Ce prix est à juste titre attribué au nom de mon prédécesseur. C’est donc l’occasion pour moi, avec vous, de lui adresser à nouveau nos -pensées affectueuses, reconnaissantes et admiratives.
Il y a quelques mois, nous avons rendu grâce au Seigneur avec lui, à l’occasion du 70e anniversaire de son ordination sacerdotale; et l’on sent qu’il nous accompagne par la prière, en gardant toujours son regard tourné vers l’horizon de Dieu. Il suffit de le regarder pour s’en rendre compte. Aujourd’hui, nous le remercions en particulier parce qu’il a aussi été un exemple de dévouement passionné pour l’étude, la recherche, la communication écrite et orale; et parce qu’il a toujours pleinement et harmonieusement uni sa recherche culturelle à sa foi et à son service à l’Eglise.
N’oublions pas que Benoît xvi a continué à étudier et à écrire jusqu’à la fin de son pontificat. Il y a environ une dizaine d’années, tout en s’acquittant de ses responsabilités de gouvernement, il était occupé à terminer sa trilogie sur Jésus et il nous a ainsi laissé un témoignage personnel unique de sa constante recherche du visage du Seigneur. C’est la recherche la plus importante de toutes, qu’il a ensuite poursuivie dans la prière. Nous nous sentons inspirés et encouragés, et nous l’assurons de notre souvenir devant le Seigneur et de notre prière.
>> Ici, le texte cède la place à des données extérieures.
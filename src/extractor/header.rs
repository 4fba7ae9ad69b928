//! Header pass: `Name='value'` markers in fixed document order

use super::scanner::Scanner;

/// Marker names in the order they appear on a symbol page
pub const HEADER_MARKERS: [&str; 14] = [
    "StartDate",
    "EndDate",
    "ExpireDate",
    "StuffCode",
    "LoadType",
    "Title",
    "Hours",
    "EnergySymbol",
    "StartValidity",
    "EndValidity",
    "StartValidityShamsi",
    "EndValidityShamsi",
    "InsCode",
    "OpenSymbol",
];

/// Longest value accepted between the quotes
const MAX_VALUE_LEN: usize = 512;

/// Values for each marker, aligned with [`HEADER_MARKERS`]; `None` when absent.
pub fn scan_header(scanner: &Scanner<'_>) -> [Option<String>; 14] {
    let mut values: [Option<String>; 14] = Default::default();
    let mut cursor = 0;

    for (slot, marker) in values.iter_mut().zip(HEADER_MARKERS) {
        if let Some((value, end)) = find_marker(scanner, marker, cursor) {
            *slot = Some(value.to_string());
            cursor = end;
        }
    }

    values
}

/// First `marker = '...'` at or after `from`. Occurrences that are part of a longer
/// word, or not followed by `=` and a single-quoted value, are skipped.
fn find_marker<'a>(scanner: &Scanner<'a>, marker: &str, from: usize) -> Option<(&'a str, usize)> {
    let mut search = from;

    while let Some(at) = scanner.find_ci(marker, search) {
        search = at + 1;
        if !scanner.is_word_start(at) {
            continue;
        }
        let eq = scanner.skip_ws(at + marker.len());
        if scanner.byte_at(eq) != Some(b'=') {
            continue;
        }
        let quote = scanner.skip_ws(eq + 1);
        if let Some(found) = scanner.quoted_at(quote, b"'", MAX_VALUE_LEN) {
            return Some(found);
        }
    }

    None
}
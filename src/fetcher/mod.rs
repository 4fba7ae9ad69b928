//! Symbol page fetchers

use crate::identifier::SymbolIdentifier;
use async_trait::async_trait;

pub mod loader_http;

/// Loader endpoint path, relative to the venue base URL
pub const LOADER_PATH: &str = "/Loader.aspx";

/// Fixed `ParTree` value selecting the energy-symbol page template
pub const PAR_TREE: &str = "15131S";

/// Fetch errors
///
/// Every variant names the request URL so a failed identifier can be reported with
/// the exact request that was made.
#[derive(Debug, Clone, thiserror::Error)]
pub enum FetchError {
    /// No response within the configured timeout
    #[error("request to {url} timed out")]
    Timeout {
        /// Request URL
        url: String,
    },

    /// DNS, TCP or TLS failure before a response arrived
    #[error("connection error for {url}: {message}")]
    Connection {
        /// Request URL
        url: String,
        /// Transport error text
        message: String,
    },

    /// The server answered with a non-success status
    #[error("HTTP {status} from {url}")]
    Status {
        /// Request URL
        url: String,
        /// Status code
        status: u16,
        /// Response body, possibly empty
        body: String,
    },

    /// The response body could not be read
    #[error("failed to read response body from {url}: {message}")]
    Body {
        /// Request URL
        url: String,
        /// Read error text
        message: String,
    },

    /// Rate limiter refused or was closed
    #[error("rate limiter error: {0}")]
    RateLimiter(String),

    /// The request could not be built
    #[error("invalid request: {0}")]
    InvalidRequest(String),
}

impl FetchError {
    /// Request URL, when known
    pub fn url(&self) -> Option<&str> {
        match self {
            FetchError::Timeout { url }
            | FetchError::Connection { url, .. }
            | FetchError::Status { url, .. }
            | FetchError::Body { url, .. } => Some(url),
            FetchError::RateLimiter(_) | FetchError::InvalidRequest(_) => None,
        }
    }

    /// Response status, when a response arrived
    pub fn status(&self) -> Option<u16> {
        match self {
            FetchError::Status { status, .. } => Some(*status),
            _ => None,
        }
    }

    /// Response body, when a response arrived
    pub fn response_body(&self) -> Option<&str> {
        match self {
            FetchError::Status { body, .. } => Some(body),
            _ => None,
        }
    }

    /// Whether repeating the same request may succeed
    ///
    /// Timeouts, connection failures, 429 and 5xx responses are transient; other
    /// client errors are not.
    pub fn is_retryable(&self) -> bool {
        match self {
            FetchError::Timeout { .. }
            | FetchError::Connection { .. }
            | FetchError::Body { .. } => true,
            FetchError::Status { status, .. } => *status == 429 || *status >= 500,
            FetchError::RateLimiter(_) | FetchError::InvalidRequest(_) => false,
        }
    }
}

/// Result type for fetch operations
pub type FetchResult<T> = Result<T, FetchError>;

/// Retrieves the page of one symbol
#[async_trait]
pub trait DocumentFetcher: Send + Sync {
    /// Fetch the raw page body for `identifier`
    ///
    /// Implementations make exactly one request; retrying is the caller's decision.
    async fn fetch(&self, identifier: &SymbolIdentifier) -> FetchResult<String>;

    /// Base URL requests are sent to
    fn base_url(&self) -> &str;
}

/// Full loader URL for an identifier
pub fn loader_url(base_url: &str, identifier: &SymbolIdentifier) -> String {
    format!(
        "{}{}?ParTree={}&i={}",
        base_url.trim_end_matches('/'),
        LOADER_PATH,
        PAR_TREE,
        identifier
    )
}
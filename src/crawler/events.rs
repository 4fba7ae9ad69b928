//! Crawl log events as data
//!
//! The crawler never logs directly. It hands every notable step to an [`EventSink`]
//! as a [`CrawlEvent`]; [`TracingSink`] forwards them to `tracing`, [`MemorySink`]
//! keeps them for inspection.

use crate::identifier::SymbolIdentifier;
use std::fmt;
use std::sync::{Arc, Mutex};
use std::time::Duration;

/// Event severity
#[derive(Debug, Clone, Copy, PartialEq, Eq, PartialOrd, Ord)]
pub enum Severity {
    /// Per-item detail
    Debug,
    /// Normal progress
    Info,
    /// Recovered problem
    Warn,
    /// Failed item
    Error,
}

impl fmt::Display for Severity {
    fn fmt(&self, f: &mut fmt::Formatter<'_>) -> fmt::Result {
        let s = match self {
            Severity::Debug => "debug",
            Severity::Info => "info",
            Severity::Warn => "warn",
            Severity::Error => "error",
        };
        f.write_str(s)
    }
}

/// One notable step of a crawl
#[derive(Debug, Clone, PartialEq)]
pub enum CrawlEvent {
    /// The crawl passed validation and is about to fetch
    Started {
        /// Identifiers to attempt
        total: u64,
        /// Configured load types
        load_types: usize,
        /// Days in the date window
        days: u64,
    },
    /// An identifier is about to be fetched
    Attempt {
        /// Position in crawl order, starting at 1
        counter: u64,
        /// Load-type name
        load_type: String,
        /// Identifier being fetched
        identifier: SymbolIdentifier,
    },
    /// A transient failure will be retried
    Retrying {
        /// Identifier being fetched
        identifier: SymbolIdentifier,
        /// Retry number, starting at 1
        attempt: u32,
        /// Configured retry limit
        max_retries: u32,
        /// Delay before the retry
        backoff: Duration,
        /// Error that triggered the retry
        error: String,
    },
    /// The fetch failed for good; the identifier is skipped
    FetchFailed {
        /// Position in crawl order
        counter: u64,
        /// Load-type name
        load_type: String,
        /// Identifier that failed
        identifier: SymbolIdentifier,
        /// Request URL, if one was made
        request: Option<String>,
        /// Response status, if a response arrived
        status: Option<u16>,
        /// Response body, if a response arrived
        response: Option<String>,
        /// Error text
        error: String,
    },
    /// No header marker matched; the record is kept with empty fields
    MalformedDocument {
        /// Position in crawl order
        counter: u64,
        /// Identifier whose page did not parse
        identifier: SymbolIdentifier,
        /// Page length in bytes
        body_len: usize,
    },
    /// Some header markers were absent
    IncompleteHeader {
        /// Identifier concerned
        identifier: SymbolIdentifier,
        /// Missing marker names
        missing: Vec<&'static str>,
    },
    /// An identifier produced a record
    Completed {
        /// Position in crawl order
        counter: u64,
        /// Identifier crawled
        identifier: SymbolIdentifier,
        /// Trade rows on the page
        trades: usize,
    },
    /// Periodic progress summary
    Progress {
        /// Identifiers attempted
        attempted: u64,
        /// Identifiers in the crawl
        total: u64,
        /// Formatted summary
        summary: String,
    },
    /// Shutdown was requested; remaining identifiers are skipped
    Interrupted {
        /// Identifiers attempted before the stop
        attempted: u64,
        /// Identifiers in the crawl
        total: u64,
    },
    /// The crawl is over
    Finished {
        /// Identifiers attempted
        attempted: u64,
        /// Records produced
        records: usize,
        /// Identifiers that failed
        failures: usize,
        /// Wall-clock duration
        elapsed: Duration,
    },
}

impl CrawlEvent {
    /// Severity of this event
    pub fn severity(&self) -> Severity {
        match self {
            CrawlEvent::Completed { .. } | CrawlEvent::IncompleteHeader { .. } => Severity::Debug,
            CrawlEvent::Started { .. }
            | CrawlEvent::Attempt { .. }
            | CrawlEvent::Progress { .. }
            | CrawlEvent::Finished { .. } => Severity::Info,
            CrawlEvent::Retrying { .. }
            | CrawlEvent::MalformedDocument { .. }
            | CrawlEvent::Interrupted { .. } => Severity::Warn,
            CrawlEvent::FetchFailed { .. } => Severity::Error,
        }
    }

    /// One-line human message
    pub fn message(&self) -> String {
        match self {
            CrawlEvent::Started {
                total,
                load_types,
                days,
            } => format!("Starting crawl of {total} symbols ({load_types} load types x {days} days)"),
            CrawlEvent::Attempt {
                counter,
                load_type,
                identifier,
            } => format!("{counter},{load_type},{identifier}"),
            CrawlEvent::Retrying {
                identifier,
                attempt,
                max_retries,
                backoff,
                error,
            } => format!(
                "Retry {attempt}/{max_retries} for {identifier} in {}ms: {error}",
                backoff.as_millis()
            ),
            CrawlEvent::FetchFailed {
                identifier, error, ..
            } => format!("Failed to fetch {identifier}: {error}"),
            CrawlEvent::MalformedDocument { identifier, .. } => {
                format!("No header fields found on page for {identifier}")
            }
            CrawlEvent::IncompleteHeader {
                identifier,
                missing,
            } => format!("Page for {identifier} is missing {}", missing.join(", ")),
            CrawlEvent::Completed {
                identifier, trades, ..
            } => format!("Crawled {identifier} ({trades} trades)"),
            CrawlEvent::Progress { summary, .. } => summary.clone(),
            CrawlEvent::Interrupted { attempted, total } => {
                format!("Crawl interrupted after {attempted}/{total} symbols")
            }
            CrawlEvent::Finished {
                attempted,
                records,
                failures,
                elapsed,
            } => format!(
                "Crawl finished: {attempted} attempted, {records} records, {failures} failed in {:.1}s",
                elapsed.as_secs_f64()
            ),
        }
    }

    /// Structured fields as name/value pairs
    pub fn fields(&self) -> Vec<(&'static str, String)> {
        match self {
            CrawlEvent::Started {
                total,
                load_types,
                days,
            } => vec![
                ("total", total.to_string()),
                ("load_types", load_types.to_string()),
                ("days", days.to_string()),
            ],
            CrawlEvent::Attempt {
                counter,
                load_type,
                identifier,
            } => vec![
                ("counter", counter.to_string()),
                ("load_type", load_type.clone()),
                ("identifier", identifier.to_string()),
            ],
            CrawlEvent::Retrying {
                identifier,
                attempt,
                backoff,
                ..
            } => vec![
                ("identifier", identifier.to_string()),
                ("attempt", attempt.to_string()),
                ("backoff_ms", backoff.as_millis().to_string()),
            ],
            CrawlEvent::FetchFailed {
                counter,
                load_type,
                identifier,
                request,
                status,
                response,
                error,
            } => {
                let mut fields = vec![
                    ("counter", counter.to_string()),
                    ("load_type", load_type.clone()),
                    ("identifier", identifier.to_string()),
                    ("error", error.clone()),
                ];
                if let Some(request) = request {
                    fields.push(("request", request.clone()));
                }
                if let Some(status) = status {
                    fields.push(("status", status.to_string()));
                }
                if let Some(response) = response {
                    fields.push(("response", response.clone()));
                }
                fields
            }
            CrawlEvent::MalformedDocument {
                counter,
                identifier,
                body_len,
            } => vec![
                ("counter", counter.to_string()),
                ("identifier", identifier.to_string()),
                ("body_len", body_len.to_string()),
            ],
            CrawlEvent::IncompleteHeader {
                identifier,
                missing,
            } => vec![
                ("identifier", identifier.to_string()),
                ("missing", missing.join(",")),
            ],
            CrawlEvent::Completed {
                counter,
                identifier,
                trades,
            } => vec![
                ("counter", counter.to_string()),
                ("identifier", identifier.to_string()),
                ("trades", trades.to_string()),
            ],
            CrawlEvent::Progress {
                attempted, total, ..
            }
            | CrawlEvent::Interrupted { attempted, total } => vec![
                ("attempted", attempted.to_string()),
                ("total", total.to_string()),
            ],
            CrawlEvent::Finished {
                attempted,
                records,
                failures,
                elapsed,
            } => vec![
                ("attempted", attempted.to_string()),
                ("records", records.to_string()),
                ("failures", failures.to_string()),
                ("elapsed_ms", elapsed.as_millis().to_string()),
            ],
        }
    }
}

/// Receiver of crawl events
pub trait EventSink: Send + Sync {
    /// Handle one event
    fn emit(&self, event: &CrawlEvent);
}

impl<T: EventSink + ?Sized> EventSink for Arc<T> {
    fn emit(&self, event: &CrawlEvent) {
        (**self).emit(event)
    }
}

impl<T: EventSink + ?Sized> EventSink for &T {
    fn emit(&self, event: &CrawlEvent) {
        (**self).emit(event)
    }
}

/// Forwards events to `tracing` at their severity
#[derive(Debug, Clone, Copy, Default)]
pub struct TracingSink;

impl EventSink for TracingSink {
    fn emit(&self, event: &CrawlEvent) {
        let message = event.message();
        match event {
            CrawlEvent::Attempt {
                counter,
                load_type,
                identifier,
            } => tracing::info!(
                counter = counter,
                load_type = %load_type,
                identifier = %identifier,
                "{}",
                message
            ),
            CrawlEvent::FetchFailed {
                counter,
                load_type,
                identifier,
                request,
                status,
                response,
                ..
            } => tracing::error!(
                counter = counter,
                load_type = %load_type,
                identifier = %identifier,
                request = request.as_deref().unwrap_or("-"),
                status = status.unwrap_or(0),
                response = response.as_deref().unwrap_or(""),
                "{}",
                message
            ),
            _ => match event.severity() {
                Severity::Debug => tracing::debug!("{}", message),
                Severity::Info => tracing::info!("{}", message),
                Severity::Warn => tracing::warn!("{}", message),
                Severity::Error => tracing::error!("{}", message),
            },
        }
    }
}

/// Keeps every event in memory
#[derive(Debug, Default)]
pub struct MemorySink {
    events: Mutex<Vec<CrawlEvent>>,
}

impl MemorySink {
    /// Empty sink
    pub fn new() -> Self {
        Self::default()
    }

    /// Snapshot of the events received so far
    pub fn events(&self) -> Vec<CrawlEvent> {
        match self.events.lock() {
            Ok(events) => events.clone(),
            Err(poisoned) => poisoned.into_inner().clone(),
        }
    }

    /// Events at exactly `severity`
    pub fn with_severity(&self, severity: Severity) -> Vec<CrawlEvent> {
        self.events()
            .into_iter()
            .filter(|e| e.severity() == severity)
            .collect()
    }
}

impl EventSink for MemorySink {
    fn emit(&self, event: &CrawlEvent) {
        match self.events.lock() {
            Ok(mut events) => events.push(event.clone()),
            Err(poisoned) => poisoned.into_inner().push(event.clone()),
        }
    }
}

/// Forwards every event to two sinks in order
pub struct TeeSink<A, B> {
    first: A,
    second: B,
}

impl<A: EventSink, B: EventSink> TeeSink<A, B> {
    /// Combine two sinks
    pub fn new(first: A, second: B) -> Self {
        Self { first, second }
    }
}

impl<A: EventSink, B: EventSink> EventSink for TeeSink<A, B> {
    fn emit(&self, event: &CrawlEvent) {
        self.first.emit(event);
        self.second.emit(event);
    }
}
Comme nous le savons, les mots de la troisième lettre de Jean: «cooperatores veritatis» sont la devise qu’il a choisie lorsqu’il devint archevêque de Munich. Ils expriment le fil conducteur des différentes étapes de toute sa vie, de l’étude à l’enseignement académique, au ministère épiscopal, au service de la doctrine de la foi — auquel il a été appelé par saint Jean-Paul ii il y a 40 ans — jusqu’à son pontificat, caractérisé par un magistère lumineux et par un amour sans faille pour la Vérité. Cooperatores veritatis est ainsi également la devise qui apparaît sur le diplôme qui est remis aux lauréats, afin qu’elle continue à inspirer leur engagement.
Ce sont des paroles dont chacun de nous aussi peut et doit s’inspirer dans son activité et dans sa vie, et que je vous laisse à tous, chers amis, comme un souhait, avec ma bénédiction. Merci.